Medford resident Maria Judge is a writer, storyteller and educator.  Her work has been published in The Boston Irish Reporter, Peace Corps Online, The Merton Seasonal, MIT Tech Talk, Dan Wakefield's The Story of Your Life: Writing a Spiritual Autobiography, and she has been a contributing writer to The Somerville News.  Her story I Went and Washed That Hair Right Offa my Head is included in the collection A Cup of Comfort for Breast Cancer Survivors; Inspiring Stories of Courage and Triumph, published by Adams Media.  Her cancer story was covered by Oprah Magazine, The Boston Globe and in Alexandra Johnson’s Leaving a Trace: On Keeping a JournalFox News, the WB Network and New England Cable News interviewed her about the photo exhibit she created during her treatment.

She currently serves as Executive Director of the OCI Healing Research Foundation and previously was Associate Dean at The Fletcher School of Law and Diplomacy at Tufts University, Administrative Officer for the Harvard-MIT Division of Health Sciences and Technology, and Director of Administration at Physicians for Human Rights.  She holds degrees from Holy Cross College and Northeastern University, and also studied at St. Louis University in Madrid, Spain. A member of the National Writers Union, Chicks Who Write and Grub Street Writers.

She read her stories in Washington D.C. as part of the celebration of the 40th anniversary of the Peace Corps.  Rave reviews followed her reading during a Holland America Lines Irish music cruise.  An experienced public speaker and performer who has served as Vice President of Education and Membership for Toastmasters at MIT, she also has spoken and performed readings in libraries, schools, churches, and pubs.

Statement

I am the grandchild of immigrants and the daughter of gypsies.

My paternal grandfather left his Irish home at the turn of the twentieth century and came to Boston, Massachusetts in search of a better future. My father and mother went the other way.  They left their Boston homes at the midpoint of the century and went to Ireland in search of their roots. That journey evolved into a fifteen-year peregrination that ultimately encompassed three continents, four countries, five ocean voyages, six schools, seven houses, ten children and thirteen steamer trunks. As a child, I thought my family was bizarre and never talked about our background and travels. But eventually I discovered that friends, and even strangers, were fascinated by my history and constantly asked me to tell stories. So I gathered them together into a memoir of our global adventures.

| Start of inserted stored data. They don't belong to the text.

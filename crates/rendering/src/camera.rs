use bevy::input::mouse::{MouseScrollUnit, MouseWheel};
use bevy::prelude::*;

const PAN_SPEED: f32 = 60.0;
const ZOOM_SPEED: f32 = 0.15;
const MIN_DISTANCE: f32 = 5.0;
const MAX_DISTANCE: f32 = 600.0;
const MIN_PITCH: f32 = 5.0 * std::f32::consts::PI / 180.0;
const MAX_PITCH: f32 = 89.0 * std::f32::consts::PI / 180.0;
const ORBIT_SENSITIVITY: f32 = 0.005;

/// Orbital camera model: camera orbits around a focus point on the ground.
#[derive(Resource, Debug, Clone)]
pub struct OrbitCamera {
    /// Ground point the camera looks at
    pub focus: Vec3,
    /// Horizontal rotation in radians
    pub yaw: f32,
    /// Elevation angle in radians (clamped between MIN_PITCH and MAX_PITCH)
    pub pitch: f32,
    /// Distance from focus point
    pub distance: f32,
}

impl Default for OrbitCamera {
    fn default() -> Self {
        Self {
            focus: Vec3::ZERO,
            yaw: 0.6,
            pitch: 50.0_f32.to_radians(),
            distance: 90.0,
        }
    }
}

#[derive(Resource, Default)]
pub struct CameraOrbitDrag {
    pub dragging: bool,
    pub last_pos: Vec2,
}

/// Orbit camera controls for the interactive viewer. Needs window input, so
/// headless apps leave it out.
pub struct CameraPlugin;

impl Plugin for CameraPlugin {
    fn build(&self, app: &mut App) {
        app.init_resource::<CameraOrbitDrag>()
            .add_systems(Startup, setup_camera)
            .add_systems(
                Update,
                (
                    camera_pan_keyboard,
                    camera_orbit_drag,
                    camera_zoom,
                    apply_orbit_camera,
                )
                    .chain(),
            );
    }
}

pub fn setup_camera(mut commands: Commands) {
    let orbit = OrbitCamera::default();
    let (pos, look_at) = orbit_to_transform(&orbit);

    commands.spawn((
        Camera3d::default(),
        Transform::from_translation(pos).looking_at(look_at, Vec3::Y),
    ));
    commands.insert_resource(orbit);
}

fn orbit_to_transform(orbit: &OrbitCamera) -> (Vec3, Vec3) {
    // Spherical to cartesian offset from focus
    let x = orbit.distance * orbit.pitch.cos() * orbit.yaw.sin();
    let y = orbit.distance * orbit.pitch.sin();
    let z = orbit.distance * orbit.pitch.cos() * orbit.yaw.cos();
    (orbit.focus + Vec3::new(x, y, z), orbit.focus)
}

fn zoomed_distance(distance: f32, scroll_lines: f32) -> f32 {
    (distance * (1.0 - scroll_lines * ZOOM_SPEED)).clamp(MIN_DISTANCE, MAX_DISTANCE)
}

/// Apply OrbitCamera state to the camera Transform when it changed.
pub fn apply_orbit_camera(
    orbit: Res<OrbitCamera>,
    mut query: Query<&mut Transform, With<Camera3d>>,
) {
    if !orbit.is_changed() {
        return;
    }
    let (pos, look_at) = orbit_to_transform(&orbit);
    let Ok(mut transform) = query.get_single_mut() else {
        return;
    };
    *transform = Transform::from_translation(pos).looking_at(look_at, Vec3::Y);
}

/// WASD/Arrow keys: pan focus along the ground plane relative to current yaw.
pub fn camera_pan_keyboard(
    keys: Res<ButtonInput<KeyCode>>,
    time: Res<Time>,
    mut orbit: ResMut<OrbitCamera>,
) {
    let scale = orbit.distance / 100.0;

    let mut dir = Vec2::ZERO;
    if keys.pressed(KeyCode::KeyW) || keys.pressed(KeyCode::ArrowUp) {
        dir.y -= 1.0;
    }
    if keys.pressed(KeyCode::KeyS) || keys.pressed(KeyCode::ArrowDown) {
        dir.y += 1.0;
    }
    if keys.pressed(KeyCode::KeyA) || keys.pressed(KeyCode::ArrowLeft) {
        dir.x -= 1.0;
    }
    if keys.pressed(KeyCode::KeyD) || keys.pressed(KeyCode::ArrowRight) {
        dir.x += 1.0;
    }

    if dir != Vec2::ZERO {
        let dir = dir.normalize();
        let delta = PAN_SPEED * scale * time.delta_secs();
        let (sin_yaw, cos_yaw) = orbit.yaw.sin_cos();
        orbit.focus.x += (dir.x * cos_yaw + dir.y * sin_yaw) * delta;
        orbit.focus.z += (-dir.x * sin_yaw + dir.y * cos_yaw) * delta;
    }
}

/// Right-mouse drag: orbit (horizontal = yaw, vertical = pitch).
pub fn camera_orbit_drag(
    buttons: Res<ButtonInput<MouseButton>>,
    windows: Query<&Window>,
    mut drag: ResMut<CameraOrbitDrag>,
    mut orbit: ResMut<OrbitCamera>,
) {
    let Ok(window) = windows.get_single() else {
        return;
    };

    if buttons.just_pressed(MouseButton::Right) {
        if let Some(pos) = window.cursor_position() {
            drag.dragging = true;
            drag.last_pos = pos;
        }
    }

    if buttons.just_released(MouseButton::Right) {
        drag.dragging = false;
    }

    if drag.dragging {
        if let Some(pos) = window.cursor_position() {
            let delta = pos - drag.last_pos;
            orbit.yaw += delta.x * ORBIT_SENSITIVITY;
            orbit.pitch = (orbit.pitch - delta.y * ORBIT_SENSITIVITY).clamp(MIN_PITCH, MAX_PITCH);
            drag.last_pos = pos;
        }
    }
}

/// Scroll wheel: zoom (change distance).
pub fn camera_zoom(mut scroll_evts: EventReader<MouseWheel>, mut orbit: ResMut<OrbitCamera>) {
    for evt in scroll_evts.read() {
        let dy = match evt.unit {
            MouseScrollUnit::Line => evt.y,
            MouseScrollUnit::Pixel => evt.y / 100.0,
        };
        orbit.distance = zoomed_distance(orbit.distance, dy);
    }
}
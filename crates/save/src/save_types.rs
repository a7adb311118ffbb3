// ---------------------------------------------------------------------------
// Save structs and version constants
// ---------------------------------------------------------------------------

use bitcode::{Decode, Encode};
use serde::{Deserialize, Serialize};

/// Current road save schema version.
/// v1 = config, per-curve settings, intersections with knot snapshots
pub const CURRENT_SAVE_VERSION: u32 = 1;

// Angular reference tags stored in `SaveRoadConfig::angular_reference`.
pub const ANGULAR_REFERENCE_CENTER: u8 = 0;
pub const ANGULAR_REFERENCE_FIXED_AXIS: u8 = 1;

#[derive(Debug, Clone, PartialEq, Serialize, Deserialize, Encode, Decode)]
pub struct SaveRoadConfig {
    pub road_width: f32,
    pub road_resolution: u32,
    pub curve_steps: u32,
    pub angular_reference: u8,
    /// Only meaningful when `angular_reference` is the fixed-axis tag.
    pub fixed_axis: [f32; 3],
}

#[derive(Debug, Clone, PartialEq, Serialize, Deserialize, Encode, Decode)]
pub struct SaveCurveSettings {
    pub curve_index: u32,
    pub width: f32,
    pub resolution: u32,
}

#[derive(Debug, Clone, PartialEq, Serialize, Deserialize, Encode, Decode)]
pub struct SaveKnot {
    pub position: [f32; 3],
    pub tangent_in: [f32; 3],
    pub tangent_out: [f32; 3],
    pub up: [f32; 3],
}

#[derive(Debug, Clone, PartialEq, Serialize, Deserialize, Encode, Decode)]
pub struct SaveJunction {
    pub curve_index: u32,
    pub knot_index: u32,
    pub knot: SaveKnot,
}

#[derive(Debug, Clone, PartialEq, Serialize, Deserialize, Encode, Decode)]
pub struct SaveIntersection {
    pub id: u32,
    pub junctions: Vec<SaveJunction>,
    pub blend_weights: Vec<f32>,
}

/// Everything needed to restore a `SplineRoad`. The mesh is not stored; it is
/// regenerated from the curves after loading.
#[derive(Debug, Clone, PartialEq, Serialize, Deserialize, Encode, Decode)]
pub struct SaveRoad {
    pub version: u32,
    pub config: SaveRoadConfig,
    /// In the order they were recorded.
    pub settings: Vec<SaveCurveSettings>,
    pub intersections: Vec<SaveIntersection>,
    pub next_intersection_id: u32,
}
//! Road segment strips: one quad per sampling step along each curve.

use bevy::prelude::*;

use crate::config::UV_DISTANCE_DIVISOR;
use crate::curve::{sample_width, CurveSampler, SampledPoint};
use crate::road_mesh::RoadMesh;
use crate::settings::CurveSettings;

/// Sample `resolution` evenly spaced parameters `i / resolution` plus the
/// closing sample at `t = 1`, giving `resolution + 1` offset pairs.
pub fn sample_curve(curves: &dyn CurveSampler, settings: &CurveSettings) -> Vec<SampledPoint> {
    let resolution = settings.resolution;
    let mut samples = Vec::with_capacity(resolution as usize + 1);
    for i in 0..resolution {
        let t = i as f32 / resolution as f32;
        samples.push(sample_width(curves, settings.curve_index, t, settings.width));
    }
    samples.push(sample_width(curves, settings.curve_index, 1.0, settings.width));
    samples
}

/// Append the quad strip for one curve's samples.
///
/// Each quad gets four fresh vertices `p1, p2, p3, p4` (previous right/left,
/// current right/left) and the triangles `(p1, p3, p4)` and `(p4, p2, p1)`.
/// UV.u is 0 on the right edge and 1 on the left; UV.v grows by a quarter of
/// the right-edge chord length per quad.
pub fn append_curve_strip(mesh: &mut RoadMesh, samples: &[SampledPoint]) {
    let mut uv_offset = 0.0_f32;
    for pair in samples.windows(2) {
        let (p1, p2) = (pair[0].right, pair[0].left);
        let (p3, p4) = (pair[1].right, pair[1].left);

        let distance = p1.distance(p3) / UV_DISTANCE_DIVISOR;
        let uv_next = uv_offset + distance;

        let i1 = mesh.push_vertex(p1, Vec2::new(0.0, uv_offset));
        let i2 = mesh.push_vertex(p2, Vec2::new(1.0, uv_offset));
        let i3 = mesh.push_vertex(p3, Vec2::new(0.0, uv_next));
        let i4 = mesh.push_vertex(p4, Vec2::new(1.0, uv_next));

        mesh.road_triangles.extend_from_slice(&[i1, i3, i4, i4, i2, i1]);
        uv_offset = uv_next;
    }
}

/// Emit road strips for every curve, in curve index order.
pub fn build_road_submesh(
    mesh: &mut RoadMesh,
    curves: &dyn CurveSampler,
    curve_settings: &[CurveSettings],
) {
    for settings in curve_settings {
        let vertex_count = (settings.resolution as usize).saturating_mul(4);
        if !mesh.has_room_for(vertex_count) {
            warn!(
                "Skipping curve {}: resolution {} needs more than u32 vertex indices",
                settings.curve_index, settings.resolution
            );
            continue;
        }
        let samples = sample_curve(curves, settings);
        append_curve_strip(mesh, &samples);
    }
}
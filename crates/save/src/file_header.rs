// ---------------------------------------------------------------------------
// file_header – Road save header with magic bytes, version, and checksum
// ---------------------------------------------------------------------------
//
// Header format (28 bytes, fixed-size, little-endian):
//   [0..4]   Magic bytes: "SRDS"
//   [4..8]   Header format version (u32)
//   [8..12]  Flags (u32: bit 0 = payload is LZ4 compressed)
//   [12..20] Timestamp (Unix epoch, u64)
//   [20..24] Size of the encoded road before compression (u32)
//   [24..28] xxHash32 checksum of the payload (everything after the header)

use xxhash_rust::xxh32::xxh32;

use crate::save_error::SaveError;

/// Magic bytes identifying a road save file.
pub const MAGIC: [u8; 4] = *b"SRDS";

/// Size of the file header in bytes.
pub const HEADER_SIZE: usize = 28;

/// Layout version of the header itself, distinct from the road schema version.
pub const HEADER_FORMAT_VERSION: u32 = 1;

/// Payload is LZ4 compressed with a prepended size.
pub const FLAG_COMPRESSED: u32 = 1;

const XXHASH_SEED: u32 = 0;

/// Parsed file header.
#[derive(Debug, Clone, PartialEq, Eq)]
pub struct FileHeader {
    pub format_version: u32,
    pub flags: u32,
    pub timestamp: u64,
    pub uncompressed_size: u32,
    pub checksum: u32,
}

impl FileHeader {
    /// Create a header for `payload`, which decodes to `uncompressed_size` bytes.
    pub fn new(payload: &[u8], flags: u32, uncompressed_size: u32) -> Self {
        let timestamp = std::time::SystemTime::now()
            .duration_since(std::time::UNIX_EPOCH)
            .map(|d| d.as_secs())
            .unwrap_or(0);

        Self {
            format_version: HEADER_FORMAT_VERSION,
            flags,
            timestamp,
            uncompressed_size,
            checksum: xxh32(payload, XXHASH_SEED),
        }
    }

    pub fn is_compressed(&self) -> bool {
        self.flags & FLAG_COMPRESSED != 0
    }
}

/// Prepend a header to `payload`. Returns `[header (28 bytes)] ++ [payload]`.
pub fn wrap_with_header(payload: &[u8], flags: u32, uncompressed_size: u32) -> Vec<u8> {
    let header = FileHeader::new(payload, flags, uncompressed_size);
    let mut out = Vec::with_capacity(HEADER_SIZE + payload.len());

    out.extend_from_slice(&MAGIC);
    out.extend_from_slice(&header.format_version.to_le_bytes());
    out.extend_from_slice(&header.flags.to_le_bytes());
    out.extend_from_slice(&header.timestamp.to_le_bytes());
    out.extend_from_slice(&header.uncompressed_size.to_le_bytes());
    out.extend_from_slice(&header.checksum.to_le_bytes());

    out.extend_from_slice(payload);
    out
}

fn read_u32(bytes: &[u8], at: usize) -> u32 {
    u32::from_le_bytes([bytes[at], bytes[at + 1], bytes[at + 2], bytes[at + 3]])
}

/// Parse and validate the header, returning it with the payload that follows.
///
/// # Errors
///
/// Returns `SaveError::CorruptHeader` if the magic bytes are missing, the
/// buffer is shorter than a header, or the checksum does not match, and
/// `SaveError::VersionMismatch` for a header written by a newer build.
pub fn unwrap_header(bytes: &[u8]) -> Result<(FileHeader, &[u8]), SaveError> {
    if bytes.len() < MAGIC.len() || bytes[..MAGIC.len()] != MAGIC {
        return Err(SaveError::CorruptHeader(
            "missing SRDS magic bytes".to_string(),
        ));
    }
    if bytes.len() < HEADER_SIZE {
        return Err(SaveError::CorruptHeader(format!(
            "file is too short ({} bytes, need at least {} for header)",
            bytes.len(),
            HEADER_SIZE
        )));
    }

    let format_version = read_u32(bytes, 4);
    let flags = read_u32(bytes, 8);
    let timestamp = u64::from(read_u32(bytes, 12)) | (u64::from(read_u32(bytes, 16)) << 32);
    let uncompressed_size = read_u32(bytes, 20);
    let checksum = read_u32(bytes, 24);

    if format_version > HEADER_FORMAT_VERSION {
        return Err(SaveError::VersionMismatch {
            expected_max: HEADER_FORMAT_VERSION,
            found: format_version,
        });
    }

    let payload = &bytes[HEADER_SIZE..];
    let computed = xxh32(payload, XXHASH_SEED);
    if computed != checksum {
        return Err(SaveError::CorruptHeader(format!(
            "checksum mismatch (expected {checksum:#010X}, got {computed:#010X})"
        )));
    }

    Ok((
        FileHeader {
            format_version,
            flags,
            timestamp,
            uncompressed_size,
            checksum,
        },
        payload,
    ))
}

#[cfg(test)]
mod tests {
    use super::*;

    #[test]
    fn test_wrap_and_unwrap_roundtrip() {
        let data = b"encoded road bytes";
        let wrapped = wrap_with_header(data, 0, data.len() as u32);

        assert_eq!(&wrapped[..4], b"SRDS");
        assert_eq!(wrapped.len(), HEADER_SIZE + data.len());

        let (header, payload) = unwrap_header(&wrapped).expect("unwrap should succeed");
        assert_eq!(header.format_version, HEADER_FORMAT_VERSION);
        assert!(!header.is_compressed());
        assert_eq!(header.uncompressed_size, data.len() as u32);
        assert_eq!(payload, data);
    }

    #[test]
    fn test_compressed_flag_is_preserved() {
        let wrapped = wrap_with_header(b"xyz", FLAG_COMPRESSED, 100);
        let (header, _) = unwrap_header(&wrapped).unwrap();
        assert!(header.is_compressed());
        assert_eq!(header.uncompressed_size, 100);
    }

    #[test]
    fn test_timestamp_is_recent() {
        let wrapped = wrap_with_header(b"t", 0, 1);
        let (header, _) = unwrap_header(&wrapped).unwrap();
        // 2020-01-01 in Unix seconds.
        assert!(header.timestamp > 1_577_836_800);
    }

    #[test]
    fn test_missing_magic_is_rejected() {
        let err = unwrap_header(b"\x00\x01\x02\x03raw bitcode").unwrap_err();
        assert!(matches!(err, SaveError::CorruptHeader(_)), "got: {err}");
    }

    #[test]
    fn test_truncated_header_is_rejected() {
        let err = unwrap_header(b"SRDS\x01\x00").unwrap_err();
        let msg = format!("{err}");
        assert!(msg.contains("too short"), "got: {msg}");
    }

    #[test]
    fn test_checksum_mismatch_is_rejected() {
        let mut wrapped = wrap_with_header(b"intersection data", 0, 17);
        let last = wrapped.len() - 1;
        wrapped[last] ^= 0xFF;
        let err = unwrap_header(&wrapped).unwrap_err();
        let msg = format!("{err}");
        assert!(msg.contains("checksum mismatch"), "got: {msg}");
    }

    #[test]
    fn test_newer_header_version_is_rejected() {
        let mut wrapped = wrap_with_header(b"abc", 0, 3);
        wrapped[4..8].copy_from_slice(&(HEADER_FORMAT_VERSION + 1).to_le_bytes());
        let err = unwrap_header(&wrapped).unwrap_err();
        assert!(
            matches!(err, SaveError::VersionMismatch { found, .. } if found == HEADER_FORMAT_VERSION + 1),
            "got: {err}"
        );
    }

    #[test]
    fn test_empty_payload() {
        let wrapped = wrap_with_header(&[], 0, 0);
        let (_, payload) = unwrap_header(&wrapped).unwrap();
        assert!(payload.is_empty());
    }
}
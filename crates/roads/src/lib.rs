use bevy::prelude::*;

pub mod bezier;
pub mod commands;
pub mod config;
pub mod curve;
pub mod error;
pub mod intersection;
pub mod intersection_mesh;
pub mod junction_builder;
pub mod road;
pub mod road_mesh;
pub mod segment_builder;
pub mod settings;
pub mod spline;

#[cfg(any(test, feature = "bench"))]
pub mod test_harness;

pub use commands::{RoadCommand, RoadCommandEvent};
pub use config::RoadConfig;
pub use curve::{CurveFrame, CurveSampler};
pub use error::RoadError;
pub use road::SplineRoad;
pub use road_mesh::{RoadMesh, Submesh};
pub use spline::SplineContainer;

/// Ordered phases of road upkeep in the `Update` schedule.
///
/// Configured as a chain: `Commands` → `Rebuild`. Systems that consume the
/// generated mesh should run after `RoadSet::Rebuild`.
#[derive(SystemSet, Debug, Clone, PartialEq, Eq, Hash)]
pub enum RoadSet {
    /// Apply queued `RoadCommandEvent`s.
    Commands,
    /// Rebuild roads after curve edits and for newly spawned roads.
    Rebuild,
}

pub struct RoadsPlugin;

impl Plugin for RoadsPlugin {
    fn build(&self, app: &mut App) {
        app.init_resource::<SplineContainer>()
            .add_event::<RoadCommandEvent>()
            .configure_sets(Update, (RoadSet::Commands, RoadSet::Rebuild).chain())
            .add_systems(
                Update,
                commands::apply_road_commands.in_set(RoadSet::Commands),
            )
            .add_systems(
                Update,
                (commands::rebuild_on_curve_change, commands::rebuild_new_roads)
                    .chain()
                    .in_set(RoadSet::Rebuild),
            );
    }
}
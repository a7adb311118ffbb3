use bevy::prelude::*;
use serde::{Deserialize, Serialize};

/// Half-width offset applied on each side of the centerline for new curves.
pub const DEFAULT_ROAD_WIDTH: f32 = 4.0;

/// Number of quads emitted along a curve for new curves.
pub const DEFAULT_ROAD_RESOLUTION: u32 = 16;

/// Samples taken along each intersection fill arc (excluding the arc's end point).
pub const DEFAULT_CURVE_STEPS: u32 = 8;

/// Blend weight assigned to every gap of a freshly built junction.
pub const DEFAULT_BLEND_WEIGHT: f32 = 0.5;

/// Chord length is divided by this to get the road UV.v increment.
pub const UV_DISTANCE_DIVISOR: f32 = 4.0;

/// Squared length below which an offset direction is considered degenerate.
pub const DEGENERATE_EPSILON: f32 = 1e-10;

/// Reference direction used to order junction edges around an intersection.
#[derive(Debug, Clone, Copy, PartialEq, Default, Serialize, Deserialize)]
pub enum AngularReference {
    /// Angle measured from the normalized intersection center (its direction
    /// from the world origin). Falls back to +X when the center is the origin.
    #[default]
    CenterDirection,
    /// Angle measured from a fixed world-space axis.
    FixedAxis(Vec3),
}

/// Road-wide defaults. Per-curve width and resolution overrides start from
/// `road_width` / `road_resolution` the first time a curve is touched.
#[derive(Debug, Clone, Copy, PartialEq, Serialize, Deserialize)]
#[serde(default)]
pub struct RoadConfig {
    pub road_width: f32,
    pub road_resolution: u32,
    pub curve_steps: u32,
    pub angular_reference: AngularReference,
}

impl Default for RoadConfig {
    fn default() -> Self {
        Self {
            road_width: DEFAULT_ROAD_WIDTH,
            road_resolution: DEFAULT_ROAD_RESOLUTION,
            curve_steps: DEFAULT_CURVE_STEPS,
            angular_reference: AngularReference::CenterDirection,
        }
    }
}

impl RoadConfig {
    /// Clamp values into their valid ranges: width is non-negative and at
    /// least one step is taken along every fill arc.
    pub fn sanitized(self) -> Self {
        Self {
            road_width: if self.road_width.is_finite() {
                self.road_width.max(0.0)
            } else {
                DEFAULT_ROAD_WIDTH
            },
            curve_steps: self.curve_steps.max(1),
            ..self
        }
    }

    /// Parse a config from JSON, missing fields take their defaults.
    pub fn from_json(json: &str) -> Result<Self, serde_json::Error> {
        serde_json::from_str::<RoadConfig>(json).map(RoadConfig::sanitized)
    }
}
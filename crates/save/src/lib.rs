//! Road persistence: a versioned bitcode schema behind a checksummed file
//! header, optional LZ4 compression, and atomic writes.

mod atomic_write;
pub mod file_header;
mod save_codec;
pub mod save_error;
mod save_plugin;
pub mod save_types;

pub use save_codec::{decode_road, encode_road, load_road_from_file, save_road_to_file};
pub use save_error::SaveError;
pub use save_plugin::{LoadRoadEvent, RoadFileEvent, RoadSavePlugin, SaveRoadEvent};
pub use save_types::{SaveRoad, CURRENT_SAVE_VERSION};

Carsick, Airsick, Seasick We Travel the World: A Childhood in Motion recounts my family’s wandering years and the seemingly effortless manner in which my parents criss-crossed the globe, each time with another trunk and another child in tow. Beginning with military service in World War II, continuing as American graduate students in Dublin in the 1950’s, moving on to their work with Catholic Relief Service in Germany in the 1950’s and culminating with service in the Peace Corps in Chile in the 1960’s, Eleanor and Jerome Judge participated in some of the major historical events and humanitarian efforts of the twentieth century. When our global adventures ended, we tried to blend into the most foreign country of all, the United States.

I look forward to reading selections from the memoir as part of West Medford Open Studios.